Modern tools can lead to modern problems. While cathode-ray tubes, multi-function displays, and liquid-crystal displays have replaced the gyroscope and vacuum-powered avionics of yesteryear, pilots today need to be adaptable when the screens of information that make up the ‘glass cockpit’ of their modern airliners go dark. Thanks to the evolution of instruments that now provide pilots with enhanced situational awareness about both the progression of precision flight and technological health of their aircraft, aircrew of the 21st century need to be prepared to fly when information on their screens is absent during failures of avionics. Abdelmagid Bouzougarh, Chief Executive Officer of Aerviva, an international aviation recruitment consultancy, explains how sophisticated flight systems require training to ensure crew confidence during complex avionics failures.

According to Bouzougarh, the flight deck layout consists of multiple displays, each supported by redundant systems. For example, the primary flight display receives data from the Air Data Attitude Reference System (ADAHRS), which uses various subsystems to generate the information shown on the screen. While each aircraft may differ slightly, an ADAHRS typically gathers data from pitot-static ports and angle of attack sensors, which is processed by an Air Data Computer (ADC) to provide airspeed and attitude readings. Each display, along with its systems and subsystems, has potential failure points and corresponding procedures to handle such issues.

“Every aircraft will feature redundancy of vital systems as a part of its design, and certified avionics will have features to prevent a total loss of information given to the aircrew, which makes failures that result in screens going blank are extremely rare,” Bouzougarh says. “However, given the level of complexity of these systems, a failure of any one part of the systems that compose avionics can create unique situations that require a specific response depending on the failure that the crew diagnose and train for.”

In the example of altitude or airspeed, aircrew will be able to resolve issues by switching from one ADAHRS to the other, or to the ADC to recover those functions. However, each aircraft will have differences in its systems.  For example, on the Boeing 787, the primary flight display can change from pitot/static sources for airspeed and altimeter to angle of attack and GPS sources, which allows entirely different sensors to provide information should one sensor fail.

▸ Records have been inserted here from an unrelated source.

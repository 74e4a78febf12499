use anyhow::Context;
use resp_server::server::RedisServer;
use tracing_subscriber::EnvFilter;

#[tokio::main]
async fn main() -> anyhow::Result<()> {
    tracing_subscriber::fmt()
        .with_env_filter(EnvFilter::try_from_default_env().unwrap_or_else(|_| EnvFilter::new("info")))
        .with_target(false)
        .init();

    let server = RedisServer::new(std::env::args()).context("invalid command line arguments")?;

    server.run().await.context("server stopped")?;

    Ok(())
}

While advancements in technology over the past 20 years mean that the flight deck of the most popular aircraft types have become primarily electronic screens displaying a breathtaking amount of information and situational awareness, the opposite holds true when these systems fail. When the computer systems managing avionics fail, the screens go dark, leaving pilots without the information on which they depend to fly their aircraft. Bouzougarh notes air traffic control can assist by providing directional guidance when aircrew lose flight management computers.

“If an aircrew loses both flight management computers which feed the desired flight path to the aircraft’s navigation systems, radar-vectoring from air traffic control can offer directional guidance,” he says. “Regardless of the technology and aircraft type where the avionics failure occurs, crewmember ability to confront these problems will depend upon their level of education on aircraft systems, practical experience, licenses, medical certificate, flight hours, simulator training.”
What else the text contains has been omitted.